Assignment - Copy out every line of the records in which "models" can be found.

Records provided -
= Beginning of Section =

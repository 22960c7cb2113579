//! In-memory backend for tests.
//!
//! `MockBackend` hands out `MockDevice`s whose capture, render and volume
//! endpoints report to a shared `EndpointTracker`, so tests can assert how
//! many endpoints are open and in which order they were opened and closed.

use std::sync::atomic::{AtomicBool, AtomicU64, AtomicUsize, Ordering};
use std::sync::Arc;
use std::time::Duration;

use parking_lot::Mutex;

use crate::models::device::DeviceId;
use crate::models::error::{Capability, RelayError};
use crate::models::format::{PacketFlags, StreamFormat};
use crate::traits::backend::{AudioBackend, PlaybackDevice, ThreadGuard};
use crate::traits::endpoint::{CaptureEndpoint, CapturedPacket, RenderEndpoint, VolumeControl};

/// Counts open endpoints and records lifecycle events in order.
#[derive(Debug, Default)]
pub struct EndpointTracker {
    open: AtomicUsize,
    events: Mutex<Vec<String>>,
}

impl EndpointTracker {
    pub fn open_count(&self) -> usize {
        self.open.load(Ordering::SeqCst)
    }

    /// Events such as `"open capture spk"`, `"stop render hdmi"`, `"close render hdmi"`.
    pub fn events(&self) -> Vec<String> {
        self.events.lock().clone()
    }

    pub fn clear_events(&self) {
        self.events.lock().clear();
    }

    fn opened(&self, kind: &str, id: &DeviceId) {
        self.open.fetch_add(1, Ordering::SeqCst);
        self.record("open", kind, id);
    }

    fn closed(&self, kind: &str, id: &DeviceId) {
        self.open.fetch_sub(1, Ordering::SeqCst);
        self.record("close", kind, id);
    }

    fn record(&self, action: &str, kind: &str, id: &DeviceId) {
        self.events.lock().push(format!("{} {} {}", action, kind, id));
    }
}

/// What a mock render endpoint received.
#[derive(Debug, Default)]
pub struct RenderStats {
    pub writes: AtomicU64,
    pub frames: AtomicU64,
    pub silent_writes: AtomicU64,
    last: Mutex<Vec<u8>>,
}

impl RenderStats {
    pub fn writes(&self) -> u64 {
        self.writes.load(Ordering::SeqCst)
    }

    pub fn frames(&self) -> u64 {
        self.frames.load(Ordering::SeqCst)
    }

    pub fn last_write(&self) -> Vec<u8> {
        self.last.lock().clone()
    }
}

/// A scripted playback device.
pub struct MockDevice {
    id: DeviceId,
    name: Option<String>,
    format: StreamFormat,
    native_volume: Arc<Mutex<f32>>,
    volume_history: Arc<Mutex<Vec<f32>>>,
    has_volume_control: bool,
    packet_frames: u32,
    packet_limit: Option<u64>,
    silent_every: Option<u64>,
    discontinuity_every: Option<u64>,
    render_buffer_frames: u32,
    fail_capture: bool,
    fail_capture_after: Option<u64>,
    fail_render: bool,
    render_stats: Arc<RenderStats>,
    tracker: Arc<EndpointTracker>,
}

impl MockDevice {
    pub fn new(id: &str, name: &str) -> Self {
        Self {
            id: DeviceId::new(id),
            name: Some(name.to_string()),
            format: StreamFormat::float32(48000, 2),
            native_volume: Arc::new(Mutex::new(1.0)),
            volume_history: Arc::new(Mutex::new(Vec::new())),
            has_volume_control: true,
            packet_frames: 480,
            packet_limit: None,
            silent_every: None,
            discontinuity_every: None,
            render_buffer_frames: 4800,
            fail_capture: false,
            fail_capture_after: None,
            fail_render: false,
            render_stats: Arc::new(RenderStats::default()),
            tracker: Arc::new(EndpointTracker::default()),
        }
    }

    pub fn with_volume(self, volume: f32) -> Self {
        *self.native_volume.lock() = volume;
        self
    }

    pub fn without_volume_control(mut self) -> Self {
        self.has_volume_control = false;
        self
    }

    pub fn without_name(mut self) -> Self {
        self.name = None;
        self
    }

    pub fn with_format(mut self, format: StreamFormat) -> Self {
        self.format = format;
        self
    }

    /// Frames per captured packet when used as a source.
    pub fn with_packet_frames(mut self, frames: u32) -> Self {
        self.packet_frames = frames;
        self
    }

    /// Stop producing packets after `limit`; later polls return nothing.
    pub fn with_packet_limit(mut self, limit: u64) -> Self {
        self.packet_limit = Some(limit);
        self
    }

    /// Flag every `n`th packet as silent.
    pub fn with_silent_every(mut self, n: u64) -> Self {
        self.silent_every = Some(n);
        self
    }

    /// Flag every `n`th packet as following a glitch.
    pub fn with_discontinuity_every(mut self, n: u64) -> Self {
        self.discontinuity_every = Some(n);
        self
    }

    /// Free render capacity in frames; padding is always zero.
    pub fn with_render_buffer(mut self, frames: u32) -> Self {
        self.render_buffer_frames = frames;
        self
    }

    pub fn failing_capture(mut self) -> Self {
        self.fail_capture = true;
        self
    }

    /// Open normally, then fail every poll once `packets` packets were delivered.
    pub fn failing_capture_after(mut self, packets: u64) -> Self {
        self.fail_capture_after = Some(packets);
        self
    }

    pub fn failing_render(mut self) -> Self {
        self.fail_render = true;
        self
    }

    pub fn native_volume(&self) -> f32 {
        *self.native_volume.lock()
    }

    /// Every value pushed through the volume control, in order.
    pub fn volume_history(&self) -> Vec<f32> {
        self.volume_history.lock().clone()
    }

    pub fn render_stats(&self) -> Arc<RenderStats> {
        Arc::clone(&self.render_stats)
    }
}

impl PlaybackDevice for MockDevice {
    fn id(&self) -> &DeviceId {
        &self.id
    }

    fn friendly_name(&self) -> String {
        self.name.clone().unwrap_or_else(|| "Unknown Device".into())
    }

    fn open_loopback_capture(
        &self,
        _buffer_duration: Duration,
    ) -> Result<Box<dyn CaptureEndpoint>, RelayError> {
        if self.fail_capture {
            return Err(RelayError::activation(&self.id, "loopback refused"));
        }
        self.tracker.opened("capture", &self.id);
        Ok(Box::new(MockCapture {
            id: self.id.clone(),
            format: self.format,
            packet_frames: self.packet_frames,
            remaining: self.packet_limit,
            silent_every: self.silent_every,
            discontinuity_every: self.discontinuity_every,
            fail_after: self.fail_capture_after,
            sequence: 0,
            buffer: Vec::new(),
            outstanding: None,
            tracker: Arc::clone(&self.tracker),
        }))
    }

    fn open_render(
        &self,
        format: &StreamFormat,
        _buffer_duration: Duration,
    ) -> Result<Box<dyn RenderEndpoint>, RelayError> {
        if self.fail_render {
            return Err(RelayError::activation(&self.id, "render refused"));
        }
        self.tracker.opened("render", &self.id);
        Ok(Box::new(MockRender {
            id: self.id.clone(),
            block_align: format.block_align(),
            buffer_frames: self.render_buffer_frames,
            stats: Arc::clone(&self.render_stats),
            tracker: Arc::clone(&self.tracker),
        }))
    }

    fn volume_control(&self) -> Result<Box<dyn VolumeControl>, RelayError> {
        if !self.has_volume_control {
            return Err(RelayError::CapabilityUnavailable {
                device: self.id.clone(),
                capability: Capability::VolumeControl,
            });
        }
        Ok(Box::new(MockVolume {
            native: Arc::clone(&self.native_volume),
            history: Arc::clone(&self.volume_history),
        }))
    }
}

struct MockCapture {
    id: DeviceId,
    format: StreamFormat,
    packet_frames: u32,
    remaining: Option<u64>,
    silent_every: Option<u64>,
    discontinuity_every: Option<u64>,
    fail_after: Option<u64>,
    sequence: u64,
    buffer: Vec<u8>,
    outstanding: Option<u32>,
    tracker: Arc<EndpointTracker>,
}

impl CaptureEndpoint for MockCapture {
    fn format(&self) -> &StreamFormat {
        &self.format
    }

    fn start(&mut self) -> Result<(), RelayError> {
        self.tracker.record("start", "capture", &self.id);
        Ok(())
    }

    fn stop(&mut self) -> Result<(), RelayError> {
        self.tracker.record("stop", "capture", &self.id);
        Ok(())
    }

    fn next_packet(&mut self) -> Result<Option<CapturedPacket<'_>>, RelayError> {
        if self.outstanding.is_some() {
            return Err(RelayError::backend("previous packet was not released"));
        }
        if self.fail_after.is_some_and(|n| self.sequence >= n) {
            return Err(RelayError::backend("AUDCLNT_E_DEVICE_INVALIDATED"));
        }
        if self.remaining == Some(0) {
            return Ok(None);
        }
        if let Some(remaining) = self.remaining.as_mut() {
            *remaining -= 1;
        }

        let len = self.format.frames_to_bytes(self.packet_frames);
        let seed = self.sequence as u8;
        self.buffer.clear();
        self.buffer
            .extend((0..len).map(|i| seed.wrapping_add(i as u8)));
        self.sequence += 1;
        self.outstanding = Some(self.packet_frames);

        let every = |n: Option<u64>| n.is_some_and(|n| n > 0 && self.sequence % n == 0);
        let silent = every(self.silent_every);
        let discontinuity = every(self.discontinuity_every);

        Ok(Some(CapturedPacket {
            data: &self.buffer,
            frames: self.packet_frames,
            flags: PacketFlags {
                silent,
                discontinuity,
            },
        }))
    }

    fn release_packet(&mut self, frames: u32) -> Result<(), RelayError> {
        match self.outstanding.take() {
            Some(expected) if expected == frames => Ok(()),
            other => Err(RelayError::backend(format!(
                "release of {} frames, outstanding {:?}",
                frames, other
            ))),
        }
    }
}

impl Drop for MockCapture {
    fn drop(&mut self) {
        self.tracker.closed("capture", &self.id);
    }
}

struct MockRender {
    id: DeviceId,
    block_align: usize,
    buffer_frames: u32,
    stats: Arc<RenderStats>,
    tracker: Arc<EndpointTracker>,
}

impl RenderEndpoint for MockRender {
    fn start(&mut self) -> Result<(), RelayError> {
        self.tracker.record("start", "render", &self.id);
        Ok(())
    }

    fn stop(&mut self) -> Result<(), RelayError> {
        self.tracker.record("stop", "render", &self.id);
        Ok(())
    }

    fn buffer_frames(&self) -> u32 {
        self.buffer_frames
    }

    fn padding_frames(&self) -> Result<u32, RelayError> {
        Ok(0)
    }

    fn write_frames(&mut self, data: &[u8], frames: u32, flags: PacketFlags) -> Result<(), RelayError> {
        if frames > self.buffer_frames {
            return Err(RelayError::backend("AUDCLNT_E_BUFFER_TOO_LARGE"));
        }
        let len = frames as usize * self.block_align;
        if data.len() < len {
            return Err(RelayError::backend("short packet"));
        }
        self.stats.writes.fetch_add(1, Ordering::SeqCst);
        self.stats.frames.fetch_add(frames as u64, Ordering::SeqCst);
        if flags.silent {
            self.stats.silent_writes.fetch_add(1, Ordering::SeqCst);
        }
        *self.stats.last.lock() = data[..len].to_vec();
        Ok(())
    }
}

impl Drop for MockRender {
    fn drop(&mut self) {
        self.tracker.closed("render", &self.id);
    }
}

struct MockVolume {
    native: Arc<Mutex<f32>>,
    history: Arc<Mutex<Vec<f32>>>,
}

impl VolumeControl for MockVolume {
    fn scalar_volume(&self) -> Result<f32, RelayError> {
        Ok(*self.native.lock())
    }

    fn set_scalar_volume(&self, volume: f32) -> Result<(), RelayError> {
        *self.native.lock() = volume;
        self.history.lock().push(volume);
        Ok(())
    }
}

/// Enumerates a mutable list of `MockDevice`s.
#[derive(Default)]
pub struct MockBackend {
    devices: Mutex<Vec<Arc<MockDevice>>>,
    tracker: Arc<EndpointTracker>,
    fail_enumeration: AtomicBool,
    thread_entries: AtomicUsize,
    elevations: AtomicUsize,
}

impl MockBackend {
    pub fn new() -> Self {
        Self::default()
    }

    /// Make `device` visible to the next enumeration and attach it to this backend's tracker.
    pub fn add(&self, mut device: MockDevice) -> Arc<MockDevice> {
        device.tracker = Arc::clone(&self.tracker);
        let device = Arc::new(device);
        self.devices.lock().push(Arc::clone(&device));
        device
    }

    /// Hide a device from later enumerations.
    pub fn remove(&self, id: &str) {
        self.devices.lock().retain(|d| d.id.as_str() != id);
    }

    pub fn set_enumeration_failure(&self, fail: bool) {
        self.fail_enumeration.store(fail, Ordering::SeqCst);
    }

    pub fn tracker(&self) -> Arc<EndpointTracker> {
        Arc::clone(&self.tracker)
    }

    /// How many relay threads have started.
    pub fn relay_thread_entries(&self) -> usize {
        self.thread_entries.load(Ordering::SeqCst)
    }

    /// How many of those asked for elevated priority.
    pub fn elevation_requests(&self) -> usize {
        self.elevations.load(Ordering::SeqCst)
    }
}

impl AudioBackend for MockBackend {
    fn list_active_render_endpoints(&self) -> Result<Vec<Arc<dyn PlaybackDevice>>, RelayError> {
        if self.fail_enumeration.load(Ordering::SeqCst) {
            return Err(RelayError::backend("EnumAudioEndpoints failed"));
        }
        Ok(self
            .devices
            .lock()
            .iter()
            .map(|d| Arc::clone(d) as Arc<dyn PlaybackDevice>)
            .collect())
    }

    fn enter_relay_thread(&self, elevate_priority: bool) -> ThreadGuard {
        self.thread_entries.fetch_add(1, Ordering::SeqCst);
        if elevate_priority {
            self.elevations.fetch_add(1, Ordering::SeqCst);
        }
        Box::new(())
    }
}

= End of Section =
= Beginning of Section =

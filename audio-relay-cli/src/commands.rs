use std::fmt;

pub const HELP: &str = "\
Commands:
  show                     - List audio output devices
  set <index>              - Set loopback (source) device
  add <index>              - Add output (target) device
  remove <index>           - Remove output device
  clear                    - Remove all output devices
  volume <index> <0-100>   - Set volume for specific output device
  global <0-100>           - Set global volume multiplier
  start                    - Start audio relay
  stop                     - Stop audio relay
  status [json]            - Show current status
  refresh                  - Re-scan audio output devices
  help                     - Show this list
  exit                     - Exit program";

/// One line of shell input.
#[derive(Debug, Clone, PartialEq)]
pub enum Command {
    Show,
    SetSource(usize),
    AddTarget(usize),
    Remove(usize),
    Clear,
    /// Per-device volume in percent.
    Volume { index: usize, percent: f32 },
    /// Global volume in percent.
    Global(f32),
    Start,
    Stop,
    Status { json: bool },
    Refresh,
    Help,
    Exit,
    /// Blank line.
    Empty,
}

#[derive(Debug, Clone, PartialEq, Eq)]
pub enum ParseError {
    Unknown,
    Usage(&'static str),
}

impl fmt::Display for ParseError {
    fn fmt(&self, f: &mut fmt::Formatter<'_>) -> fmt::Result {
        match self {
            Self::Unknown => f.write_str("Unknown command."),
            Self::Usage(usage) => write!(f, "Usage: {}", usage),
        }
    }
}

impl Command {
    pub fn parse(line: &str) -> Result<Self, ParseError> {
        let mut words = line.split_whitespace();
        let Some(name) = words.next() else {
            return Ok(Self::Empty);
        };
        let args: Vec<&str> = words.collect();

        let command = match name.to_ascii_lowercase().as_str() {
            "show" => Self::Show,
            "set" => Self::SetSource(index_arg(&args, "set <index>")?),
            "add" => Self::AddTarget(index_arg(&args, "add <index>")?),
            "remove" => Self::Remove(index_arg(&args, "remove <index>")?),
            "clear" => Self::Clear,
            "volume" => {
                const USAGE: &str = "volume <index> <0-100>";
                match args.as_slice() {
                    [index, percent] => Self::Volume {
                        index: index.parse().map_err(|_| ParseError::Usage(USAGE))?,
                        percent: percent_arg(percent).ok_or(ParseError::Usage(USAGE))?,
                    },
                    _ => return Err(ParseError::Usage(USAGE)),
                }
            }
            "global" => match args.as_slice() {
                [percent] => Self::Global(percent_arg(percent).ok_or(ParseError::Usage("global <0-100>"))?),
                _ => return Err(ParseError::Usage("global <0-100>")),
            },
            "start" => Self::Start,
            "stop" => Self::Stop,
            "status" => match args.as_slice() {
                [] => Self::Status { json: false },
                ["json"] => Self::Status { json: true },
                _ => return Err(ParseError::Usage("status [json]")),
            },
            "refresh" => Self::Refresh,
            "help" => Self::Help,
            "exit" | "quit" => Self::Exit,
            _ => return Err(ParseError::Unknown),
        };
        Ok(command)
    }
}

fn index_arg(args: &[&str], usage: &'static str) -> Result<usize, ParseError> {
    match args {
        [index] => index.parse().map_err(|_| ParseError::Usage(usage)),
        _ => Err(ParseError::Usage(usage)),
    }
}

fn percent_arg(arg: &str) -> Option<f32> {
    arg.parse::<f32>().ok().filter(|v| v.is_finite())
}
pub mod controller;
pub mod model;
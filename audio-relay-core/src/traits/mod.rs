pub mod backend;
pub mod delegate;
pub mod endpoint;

= End of Section =

Written reply -
use crate::models::device::DeviceId;
use crate::models::error::{Capability, RelayError};
use crate::models::format::{PacketFlags, StreamFormat};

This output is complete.